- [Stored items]
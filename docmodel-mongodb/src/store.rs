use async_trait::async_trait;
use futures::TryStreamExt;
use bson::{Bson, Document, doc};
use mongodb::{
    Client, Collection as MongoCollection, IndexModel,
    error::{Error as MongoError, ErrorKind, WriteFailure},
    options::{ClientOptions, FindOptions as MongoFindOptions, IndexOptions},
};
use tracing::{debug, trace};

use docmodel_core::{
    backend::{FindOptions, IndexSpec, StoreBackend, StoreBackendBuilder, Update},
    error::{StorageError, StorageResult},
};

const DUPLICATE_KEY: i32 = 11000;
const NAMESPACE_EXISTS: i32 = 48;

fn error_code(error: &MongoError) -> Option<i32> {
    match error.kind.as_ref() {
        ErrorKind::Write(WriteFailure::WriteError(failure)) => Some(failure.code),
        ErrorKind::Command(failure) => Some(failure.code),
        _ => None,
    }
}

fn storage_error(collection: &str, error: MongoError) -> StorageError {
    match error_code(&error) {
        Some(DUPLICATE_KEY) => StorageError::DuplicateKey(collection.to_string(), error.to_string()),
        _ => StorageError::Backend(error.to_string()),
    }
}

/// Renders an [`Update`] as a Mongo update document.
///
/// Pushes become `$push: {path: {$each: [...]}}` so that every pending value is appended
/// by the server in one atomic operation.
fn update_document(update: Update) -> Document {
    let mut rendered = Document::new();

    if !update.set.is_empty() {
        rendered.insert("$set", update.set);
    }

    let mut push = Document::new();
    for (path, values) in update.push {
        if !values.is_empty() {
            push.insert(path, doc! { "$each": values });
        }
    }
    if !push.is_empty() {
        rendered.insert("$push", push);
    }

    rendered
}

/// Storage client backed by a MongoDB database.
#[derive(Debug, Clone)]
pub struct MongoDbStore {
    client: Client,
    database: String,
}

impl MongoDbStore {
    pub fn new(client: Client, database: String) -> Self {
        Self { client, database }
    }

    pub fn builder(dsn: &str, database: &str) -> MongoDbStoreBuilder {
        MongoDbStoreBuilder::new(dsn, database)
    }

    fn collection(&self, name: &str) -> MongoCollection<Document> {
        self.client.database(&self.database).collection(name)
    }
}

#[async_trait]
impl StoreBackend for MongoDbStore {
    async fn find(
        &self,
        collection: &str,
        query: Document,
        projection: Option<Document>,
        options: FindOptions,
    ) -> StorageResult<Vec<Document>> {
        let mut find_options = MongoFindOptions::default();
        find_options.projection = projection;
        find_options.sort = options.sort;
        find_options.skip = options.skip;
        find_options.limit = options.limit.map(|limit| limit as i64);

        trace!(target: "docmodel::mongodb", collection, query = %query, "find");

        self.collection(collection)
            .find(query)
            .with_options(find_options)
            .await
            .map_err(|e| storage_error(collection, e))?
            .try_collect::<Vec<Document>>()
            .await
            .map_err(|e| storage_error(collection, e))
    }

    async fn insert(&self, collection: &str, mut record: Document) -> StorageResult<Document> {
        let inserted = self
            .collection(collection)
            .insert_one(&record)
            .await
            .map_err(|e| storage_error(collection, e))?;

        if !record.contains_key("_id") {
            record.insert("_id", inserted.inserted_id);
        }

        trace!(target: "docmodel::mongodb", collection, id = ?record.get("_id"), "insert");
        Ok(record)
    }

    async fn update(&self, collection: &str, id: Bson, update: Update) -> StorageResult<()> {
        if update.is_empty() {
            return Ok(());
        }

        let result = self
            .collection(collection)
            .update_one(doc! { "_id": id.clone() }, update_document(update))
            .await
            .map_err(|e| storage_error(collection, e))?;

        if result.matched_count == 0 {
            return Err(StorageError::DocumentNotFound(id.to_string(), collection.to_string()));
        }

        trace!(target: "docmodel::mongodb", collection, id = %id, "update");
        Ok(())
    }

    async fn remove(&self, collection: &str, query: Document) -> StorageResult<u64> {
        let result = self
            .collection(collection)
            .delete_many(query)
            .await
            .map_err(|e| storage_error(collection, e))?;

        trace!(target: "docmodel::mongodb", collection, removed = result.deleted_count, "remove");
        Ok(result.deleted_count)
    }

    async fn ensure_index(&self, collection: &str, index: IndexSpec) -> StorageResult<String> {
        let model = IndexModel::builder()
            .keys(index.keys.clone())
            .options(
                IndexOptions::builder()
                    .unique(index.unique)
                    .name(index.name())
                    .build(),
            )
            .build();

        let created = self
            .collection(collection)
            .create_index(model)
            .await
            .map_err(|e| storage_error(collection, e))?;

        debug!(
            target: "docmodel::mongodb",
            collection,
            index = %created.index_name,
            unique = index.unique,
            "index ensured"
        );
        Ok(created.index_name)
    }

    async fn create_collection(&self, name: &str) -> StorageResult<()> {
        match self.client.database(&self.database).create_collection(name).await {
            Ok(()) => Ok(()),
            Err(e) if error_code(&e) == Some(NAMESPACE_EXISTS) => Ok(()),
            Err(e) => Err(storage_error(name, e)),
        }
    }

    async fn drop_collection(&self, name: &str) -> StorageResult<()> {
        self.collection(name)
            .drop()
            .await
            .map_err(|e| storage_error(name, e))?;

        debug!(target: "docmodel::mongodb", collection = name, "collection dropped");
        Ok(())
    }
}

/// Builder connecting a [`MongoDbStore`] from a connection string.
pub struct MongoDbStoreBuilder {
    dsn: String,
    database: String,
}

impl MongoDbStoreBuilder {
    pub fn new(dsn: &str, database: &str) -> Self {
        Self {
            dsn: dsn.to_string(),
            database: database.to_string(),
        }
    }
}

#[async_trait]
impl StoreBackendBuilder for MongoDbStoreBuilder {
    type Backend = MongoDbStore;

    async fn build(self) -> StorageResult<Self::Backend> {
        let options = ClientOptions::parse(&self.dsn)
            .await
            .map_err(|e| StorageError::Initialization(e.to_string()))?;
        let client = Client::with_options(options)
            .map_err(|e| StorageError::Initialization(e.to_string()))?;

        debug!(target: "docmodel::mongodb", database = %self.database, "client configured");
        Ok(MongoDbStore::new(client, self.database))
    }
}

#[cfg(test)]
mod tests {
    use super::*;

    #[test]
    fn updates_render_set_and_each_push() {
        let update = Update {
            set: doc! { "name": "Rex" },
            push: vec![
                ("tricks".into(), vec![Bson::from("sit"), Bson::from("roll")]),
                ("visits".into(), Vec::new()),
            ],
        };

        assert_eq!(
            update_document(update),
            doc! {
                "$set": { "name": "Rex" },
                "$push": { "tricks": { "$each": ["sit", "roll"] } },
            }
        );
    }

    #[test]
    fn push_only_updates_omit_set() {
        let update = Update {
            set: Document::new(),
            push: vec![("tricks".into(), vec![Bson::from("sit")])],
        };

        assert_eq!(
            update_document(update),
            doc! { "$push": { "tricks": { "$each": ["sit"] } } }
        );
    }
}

==

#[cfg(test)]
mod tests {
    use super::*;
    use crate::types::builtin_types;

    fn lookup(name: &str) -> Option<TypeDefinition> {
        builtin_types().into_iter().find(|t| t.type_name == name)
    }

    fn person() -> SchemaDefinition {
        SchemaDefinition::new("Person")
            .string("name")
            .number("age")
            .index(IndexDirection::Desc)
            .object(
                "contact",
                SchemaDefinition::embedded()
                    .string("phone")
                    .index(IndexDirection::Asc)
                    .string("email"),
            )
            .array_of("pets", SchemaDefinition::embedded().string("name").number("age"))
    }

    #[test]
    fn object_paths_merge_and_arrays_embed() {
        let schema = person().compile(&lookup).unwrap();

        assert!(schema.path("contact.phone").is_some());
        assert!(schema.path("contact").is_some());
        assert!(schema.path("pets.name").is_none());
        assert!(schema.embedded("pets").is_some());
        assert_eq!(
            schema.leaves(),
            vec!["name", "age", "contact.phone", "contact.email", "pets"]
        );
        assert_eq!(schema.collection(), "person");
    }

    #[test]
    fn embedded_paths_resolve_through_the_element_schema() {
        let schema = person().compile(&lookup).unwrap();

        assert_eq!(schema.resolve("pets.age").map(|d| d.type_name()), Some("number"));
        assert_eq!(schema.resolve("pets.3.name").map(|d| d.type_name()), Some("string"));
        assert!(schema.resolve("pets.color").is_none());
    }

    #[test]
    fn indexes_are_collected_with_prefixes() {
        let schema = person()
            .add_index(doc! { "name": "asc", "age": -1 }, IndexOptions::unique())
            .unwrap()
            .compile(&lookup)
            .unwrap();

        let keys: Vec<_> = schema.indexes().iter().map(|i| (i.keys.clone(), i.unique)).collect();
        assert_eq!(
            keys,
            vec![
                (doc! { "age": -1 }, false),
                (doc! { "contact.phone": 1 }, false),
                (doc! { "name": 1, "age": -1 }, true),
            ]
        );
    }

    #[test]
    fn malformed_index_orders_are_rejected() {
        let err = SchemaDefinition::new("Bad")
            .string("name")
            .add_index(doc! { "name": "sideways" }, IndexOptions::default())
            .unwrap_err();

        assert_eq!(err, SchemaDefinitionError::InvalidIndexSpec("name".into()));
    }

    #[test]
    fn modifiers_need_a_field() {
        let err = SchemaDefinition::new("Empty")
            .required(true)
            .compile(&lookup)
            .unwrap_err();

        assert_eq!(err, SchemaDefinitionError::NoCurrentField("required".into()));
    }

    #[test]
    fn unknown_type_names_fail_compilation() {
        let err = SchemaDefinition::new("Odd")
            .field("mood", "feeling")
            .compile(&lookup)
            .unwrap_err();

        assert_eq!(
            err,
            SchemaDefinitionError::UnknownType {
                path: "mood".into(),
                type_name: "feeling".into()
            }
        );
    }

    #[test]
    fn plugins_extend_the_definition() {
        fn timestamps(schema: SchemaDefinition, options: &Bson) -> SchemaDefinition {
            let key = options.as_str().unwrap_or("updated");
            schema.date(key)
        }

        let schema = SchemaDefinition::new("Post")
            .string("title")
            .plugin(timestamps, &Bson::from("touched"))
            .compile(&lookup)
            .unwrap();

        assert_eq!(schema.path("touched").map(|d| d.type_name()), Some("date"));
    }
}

- [TASK REQUIREMENTS] Within the data above, the lines from the one with "filename docmodel-mongodb/src/store.rs" to the one with "const NAMESPACE_EXISTS: i32 = 48;" must be repeated exactly; no other line belongs in the answer.

- [TASK SOLUTION]
filename docmodel-mongodb/src/store.rs
use async_trait::async_trait;
use futures::TryStreamExt;
use bson::{Bson, Document, doc};
use mongodb::{
    Client, Collection as MongoCollection, IndexModel,
    error::{Error as MongoError, ErrorKind, WriteFailure},
    options::{ClientOptions, FindOptions as MongoFindOptions, IndexOptions},
};
use tracing::{debug, trace};

use docmodel_core::{
    backend::{FindOptions, IndexSpec, StoreBackend, StoreBackendBuilder, Update},
    error::{StorageError, StorageResult},
};

const DUPLICATE_KEY: i32 = 11000;
const NAMESPACE_EXISTS: i32 = 48;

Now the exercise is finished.